Segment Start: PROVIDED RECORDS

//! Core traits for the SMS dispatch service
//!
//! This module defines the abstract interfaces that all implementations
//! must follow.
//!
//! - [`SmsSender`]: Forward a message to one SMS gateway
//! - [`SmsSenderFactory`]: Construct a sender from provider configuration
//! - [`SettingsStore`]: Administrative settings records holding the
//!   provider configuration

pub mod settings_store;
pub mod sms_sender;

pub use settings_store::{AdminSettings, SettingsScope, SettingsStore};
pub use sms_sender::{SmsSender, SmsSenderFactory};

Segment End: PROVIDED RECORDS

Having read the records above, print them out again exactly.

ANSWER SECTION ▸
//! Core traits for the SMS dispatch service
//!
//! This module defines the abstract interfaces that all implementations
//! must follow.
//!
//! - [`SmsSender`]: Forward a message to one SMS gateway
//! - [`SmsSenderFactory`]: Construct a sender from provider configuration
//! - [`SettingsStore`]: Administrative settings records holding the
//!   provider configuration

pub mod settings_store;
pub mod sms_sender;

pub use settings_store::{AdminSettings, SettingsScope, SettingsStore};
pub use sms_sender::{SmsSender, SmsSenderFactory};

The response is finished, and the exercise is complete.